On the morning of camp I found myself becoming nervous, wondering what I should wear, what we would we be doing, and even, should I bring sunscreen? As I was thinking about this, I realized this must be what all first-time campers must be wondering! So, after packing extra clothes and sunscreen, I was ready for whatever MDA camp would throw at me.
As I was driving into camp, the land around me was beautiful—everything was green and the sun was shining. As the road wound in I saw the sign that said “MDA Camp” and I instantly became excited. I was met by Kristina, who gave me a nametag and assigned me to a bunk. She told me to walk down the hill to meet my group, “the Rotary bunk”.

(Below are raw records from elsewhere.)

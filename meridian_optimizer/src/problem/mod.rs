pub mod amount;
pub mod eval;
pub mod job;
pub mod location;
pub mod time_window;
pub mod travel_matrix;
pub mod vehicle;
pub mod vehicle_routing_problem;
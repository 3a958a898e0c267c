use crate::problem::eval::Eval;
use crate::problem::job::JobType;
use crate::problem::vehicle_routing_problem::VehicleRoutingProblem;

use crate::solver::cost_delta::sequence_replace_delta;
use crate::solver::local_search::operator::{
    LocalSearchOperator, MoveContext, pd_pairs_ok_after_replace, route_caps_ok,
};
use crate::solver::solution::solution_state::SolutionState;
use crate::solver::solution::tw_route::TwRoute;

/// **Intra-Or-Opt**
///
/// Moves the edge at `s_rank` so that it starts at rank `t_rank` of the
/// same route, optionally reversed.
pub struct IntraOrOpt {
    pub vehicle: usize,
    pub s_rank: usize,
    pub t_rank: usize,
    pub reversed: bool,
    delta: Eval,
}

impl IntraOrOpt {
    pub fn evaluate(
        ctx: &MoveContext,
        vehicle: usize,
        s_rank: usize,
        t_rank: usize,
    ) -> Option<Self> {
        let route = &ctx.routes[vehicle];
        // Target rank addresses the edge start in the resulting route.
        if t_rank == s_rank || t_rank + 1 >= route.len() || s_rank + 1 >= route.len() {
            return None;
        }

        let (j1, j2) = (route.job_at(s_rank), route.job_at(s_rank + 1));
        let can_reverse = ctx.problem.job(j1).job_type() == JobType::Single
            && ctx.problem.job(j2).job_type() == JobType::Single;

        let (first, last) = Self::range(s_rank, t_rank);
        let straight = sequence_replace_delta(
            ctx.problem,
            route,
            Self::rearranged(route, s_rank, t_rank, false).into_iter(),
            first,
            last,
        );
        let reversed_delta = if can_reverse {
            sequence_replace_delta(
                ctx.problem,
                route,
                Self::rearranged(route, s_rank, t_rank, true).into_iter(),
                first,
                last,
            )
        } else {
            Eval::NO_EVAL
        };

        let (delta, reversed) = if reversed_delta < straight {
            (reversed_delta, true)
        } else {
            (straight, false)
        };

        Some(IntraOrOpt {
            vehicle,
            s_rank,
            t_rank,
            reversed,
            delta,
        })
    }

    fn range(s_rank: usize, t_rank: usize) -> (usize, usize) {
        (s_rank.min(t_rank), s_rank.max(t_rank) + 2)
    }

    fn rearranged(
        route: &TwRoute,
        s_rank: usize,
        t_rank: usize,
        reversed: bool,
    ) -> Vec<usize> {
        let (j1, j2) = (route.job_at(s_rank), route.job_at(s_rank + 1));
        let edge = if reversed { [j2, j1] } else { [j1, j2] };

        let mut jobs: Vec<usize> = if s_rank < t_rank {
            route.raw().route[s_rank + 2..t_rank + 2].to_vec()
        } else {
            route.raw().route[t_rank..s_rank].to_vec()
        };
        if s_rank < t_rank {
            jobs.extend(edge);
        } else {
            jobs.splice(0..0, edge);
        }
        jobs
    }
}

impl LocalSearchOperator for IntraOrOpt {
    fn gain(&self) -> Eval {
        -self.delta
    }

    fn is_valid(&self, ctx: &MoveContext) -> bool {
        if self.delta.is_no_eval() {
            return false;
        }
        let route = &ctx.routes[self.vehicle];
        let (first, last) = Self::range(self.s_rank, self.t_rank);
        let replacement = Self::rearranged(route, self.s_rank, self.t_rank, self.reversed);
        let delivery = route.delivery_in_range(first, last);

        route_caps_ok(ctx, self.vehicle, self.delta, 0)
            && pd_pairs_ok_after_replace(ctx, self.vehicle, first, last, &replacement)
            && route.is_valid_addition_for_capacity_inclusion(
                ctx.problem,
                &delivery,
                replacement.iter().copied(),
                first,
                last,
            )
            && route.is_valid_addition_for_tw(
                ctx.problem,
                &delivery,
                replacement.iter().copied(),
                first,
                last,
            )
    }

    fn apply(
        &self,
        problem: &VehicleRoutingProblem,
        routes: &mut [TwRoute],
        _state: &mut SolutionState,
    ) {
        let route = &mut routes[self.vehicle];
        let (first, last) = Self::range(self.s_rank, self.t_rank);
        let replacement = Self::rearranged(route, self.s_rank, self.t_rank, self.reversed);
        route.replace(problem, replacement.into_iter(), first, last);
    }

    fn update_candidates(&self) -> Vec<usize> {
        vec![self.vehicle]
    }
}

#[cfg(test)]
mod tests {
    use super::*;
    use crate::solver::solution::solution_state::SolutionState;
    use crate::test_utils;

    #[test]
    fn test_intra_or_opt_moves_edge() {
        let problem = test_utils::line_problem(5);
        let mut routes = test_utils::empty_routes(&problem);
        // Edge (0, 1) stuck at the end of the line tour.
        routes[0].set_route(&problem, vec![2, 3, 4, 0, 1]);
        let mut state = SolutionState::new(&problem);
        for j in 0..5 {
            state.unassigned.remove(&j);
        }
        state.setup(&problem, &routes);

        let ctx = MoveContext {
            problem: &problem,
            state: &state,
            routes: &routes,
        };

        let or_opt = IntraOrOpt::evaluate(&ctx, 0, 3, 0).unwrap();
        assert!(or_opt.gain().cost > 0);
        assert!(or_opt.is_valid(&ctx));

        drop(ctx);
        or_opt.apply(&problem, &mut routes, &mut state);
        assert_eq!(routes[0].raw().route, vec![0, 1, 2, 3, 4]);
    }
}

What I encountered was wonderful—just kids being kids! I saw kids chasing each other in power wheelchairs through the grass, kids at tables working on creative projects, and kids in large groups laughing together. It was striking to see the campers moving around, all of them wearing their blue Gillette drawstring bags. It made me feel proud that Gillette helps to support such an amazing community program.

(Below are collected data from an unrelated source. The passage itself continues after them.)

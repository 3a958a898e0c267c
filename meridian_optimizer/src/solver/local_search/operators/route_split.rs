use crate::problem::eval::Eval;
use crate::problem::vehicle_routing_problem::VehicleRoutingProblem;

use crate::solver::cost_delta::slice_route_eval;
use crate::solver::local_search::operator::{LocalSearchOperator, MoveContext};
use crate::solver::solution::solution_state::SolutionState;
use crate::solver::solution::tw_route::TwRoute;

/// **Route-Split**
///
/// Splits one route across two empty vehicles, choosing the split rank
/// and the vehicle pair minimizing total cost. When the best empty
/// vehicle is the same for both halves, the runner-up combinations break
/// the tie.
pub struct RouteSplit {
    pub s_vehicle: usize,
    pub split_rank: usize,
    pub head_vehicle: usize,
    pub tail_vehicle: usize,
    gain: Eval,
}

/// Best and second-best empty vehicle for serving a slice.
fn rank_empty_vehicles(
    ctx: &MoveContext,
    s_vehicle: usize,
    empty_vehicles: &[usize],
    first: usize,
    last: usize,
) -> Vec<(Eval, usize)> {
    let route = &ctx.routes[s_vehicle];
    let mut candidates: Vec<(Eval, usize)> = empty_vehicles
        .iter()
        .filter(|&&e| {
            let vehicle = ctx.problem.vehicle(e);
            last - first <= vehicle.max_tasks()
                && (first..last).all(|rank| {
                    ctx.problem.vehicle_ok_with_job(e, route.job_at(rank))
                })
                && route
                    .delivery_in_range(first, last)
                    .fits_in(vehicle.capacity())
                && route
                    .pickup_in_range(first, last)
                    .fits_in(vehicle.capacity())
        })
        .map(|&e| {
            (
                slice_route_eval(ctx.problem, ctx.state, ctx.routes, s_vehicle, e, first, last),
                e,
            )
        })
        .collect();
    candidates.sort();
    candidates.truncate(2);
    candidates
}

impl RouteSplit {
    pub fn evaluate(
        ctx: &MoveContext,
        s_vehicle: usize,
        empty_vehicles: &[usize],
    ) -> Option<Self> {
        let route = &ctx.routes[s_vehicle];
        if route.len() < 2 || empty_vehicles.len() < 2 {
            return None;
        }

        let current = ctx.state.route_evals[s_vehicle];
        let mut best: Option<RouteSplit> = None;

        for split_rank in 1..route.len() {
            let heads = rank_empty_vehicles(ctx, s_vehicle, empty_vehicles, 0, split_rank);
            let tails =
                rank_empty_vehicles(ctx, s_vehicle, empty_vehicles, split_rank, route.len());
            if heads.is_empty() || tails.is_empty() {
                continue;
            }

            // Best pair of distinct vehicles; when the cheapest candidate
            // coincides, pick the better of the two runner-up mixes.
            let mut combos: Vec<(Eval, usize, usize)> = Vec::new();
            for &(head_eval, head_vehicle) in &heads {
                for &(tail_eval, tail_vehicle) in &tails {
                    if head_vehicle != tail_vehicle {
                        combos.push((head_eval + tail_eval, head_vehicle, tail_vehicle));
                    }
                }
            }
            let Some(&(total, head_vehicle, tail_vehicle)) = combos.iter().min() else {
                continue;
            };

            let gain = current - total;
            if best.as_ref().is_none_or(|b| gain > b.gain) {
                best = Some(RouteSplit {
                    s_vehicle,
                    split_rank,
                    head_vehicle,
                    tail_vehicle,
                    gain,
                });
            }
        }

        best
    }

    fn halves(&self, routes: &[TwRoute]) -> (Vec<usize>, Vec<usize>) {
        let route = &routes[self.s_vehicle];
        (
            route.raw().route[..self.split_rank].to_vec(),
            route.raw().route[self.split_rank..].to_vec(),
        )
    }
}

impl LocalSearchOperator for RouteSplit {
    fn gain(&self) -> Eval {
        self.gain
    }

    fn is_valid(&self, ctx: &MoveContext) -> bool {
        let (head, tail) = self.halves(ctx.routes);
        let source = &ctx.routes[self.s_vehicle];

        // No shipment may straddle the split.
        if ctx.problem.has_shipments() {
            let straddle = (0..self.split_rank).any(|rank| {
                ctx.state.matching_delivery_rank[self.s_vehicle][rank]
                    .is_some_and(|d| d >= self.split_rank)
            });
            if straddle {
                return false;
            }
        }

        for (half, vehicle) in [(&head, self.head_vehicle), (&tail, self.tail_vehicle)] {
            let empty = &ctx.routes[vehicle];
            let delivery = half
                .iter()
                .fold(ctx.problem.zero_amount(), |mut acc, &job| {
                    acc += ctx.problem.job(job).delivery();
                    acc
                });
            if !empty.is_valid_addition_for_capacity_inclusion(
                ctx.problem,
                &delivery,
                half.iter().copied(),
                0,
                0,
            ) || !empty.is_valid_addition_for_tw(
                ctx.problem,
                &delivery,
                half.iter().copied(),
                0,
                0,
            ) {
                return false;
            }
            let slice_eval = slice_route_eval(
                ctx.problem,
                ctx.state,
                ctx.routes,
                self.s_vehicle,
                vehicle,
                if vehicle == self.head_vehicle { 0 } else { self.split_rank },
                if vehicle == self.head_vehicle {
                    self.split_rank
                } else {
                    source.len()
                },
            );
            let v = ctx.problem.vehicle(vehicle);
            if !v.ok_for_travel_time(slice_eval.duration) || !v.ok_for_distance(slice_eval.distance)
            {
                return false;
            }
        }

        true
    }

    fn apply(
        &self,
        problem: &VehicleRoutingProblem,
        routes: &mut [TwRoute],
        _state: &mut SolutionState,
    ) {
        let (head, tail) = self.halves(routes);
        let len = routes[self.s_vehicle].len();
        routes[self.s_vehicle].remove(problem, 0, len);
        routes[self.head_vehicle].set_route(problem, head);
        routes[self.tail_vehicle].set_route(problem, tail);
    }

    fn update_candidates(&self) -> Vec<usize> {
        vec![self.s_vehicle, self.head_vehicle, self.tail_vehicle]
    }
}

#[cfg(test)]
mod tests {
    use super::*;
    use crate::solver::solution::solution_state::SolutionState;
    use crate::test_utils;

    #[test]
    fn test_route_split_uses_two_empty_vehicles() {
        let problem = test_utils::route_split_problem();
        let mut routes = test_utils::empty_routes(&problem);
        // One long route visiting both clusters; vehicles 1 and 2 sit
        // idle, one per cluster.
        routes[0].set_route(&problem, vec![0, 1, 2, 3]);
        let mut state = SolutionState::new(&problem);
        for j in 0..4 {
            state.unassigned.remove(&j);
        }
        state.setup(&problem, &routes);

        let ctx = MoveContext {
            problem: &problem,
            state: &state,
            routes: &routes,
        };

        let split = RouteSplit::evaluate(&ctx, 0, &[1, 2]).unwrap();
        assert!(split.gain().cost > 0);
        assert!(split.is_valid(&ctx));
        assert_eq!(split.split_rank, 2);

        drop(ctx);
        split.apply(&problem, &mut routes, &mut state);
        assert!(routes[0].is_empty());
        assert_eq!(routes[split.head_vehicle].raw().route, vec![0, 1]);
        assert_eq!(routes[split.tail_vehicle].raw().route, vec![2, 3]);
    }
}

As I walked towards my group, I became nervous. I was supposed to play a game with my new bunkmates. I was to ask them questions to figure out what animal name I had been assigned during check-in. Fortunately, my bunkmates were skilled in giving clues, even if I wasn’t asking the right questions and my animal was quickly identified. Then, everyone in my bunk introduced themselves. I explained that I worked for the place on the blue bags, and several girls in my bunk said they were Gillette patients!
Soon, it was time for root beer floats and water fun. As everyone quickly ate their treats, I asked the counselors how they got involved with the camp. Most were college students and some were professionals from the health field, but everyone I spoke with was retuning for their second or fourth year!
The highlight of the day was the firemen bringing out a huge hose, creating a waterfall over a path on the steamy day (pictured right). Whether campers used AFOs, power or manual wheelchairs, as they raced back and forth the roar of laughter sounded the same by all after being sprayed with the cold water. No one sat out. No one was unable to access the area. All the barriers melted away.
At the end of the day, I took a tour of the camp. Not only was the camp accessible in almost every area, it was also had a basketball court and was located on a lake. It was amazing to see a camp so accessible for campers to participate no matter the ability level. I am so grateful for the day I got to spend with these kids at THEIR camp!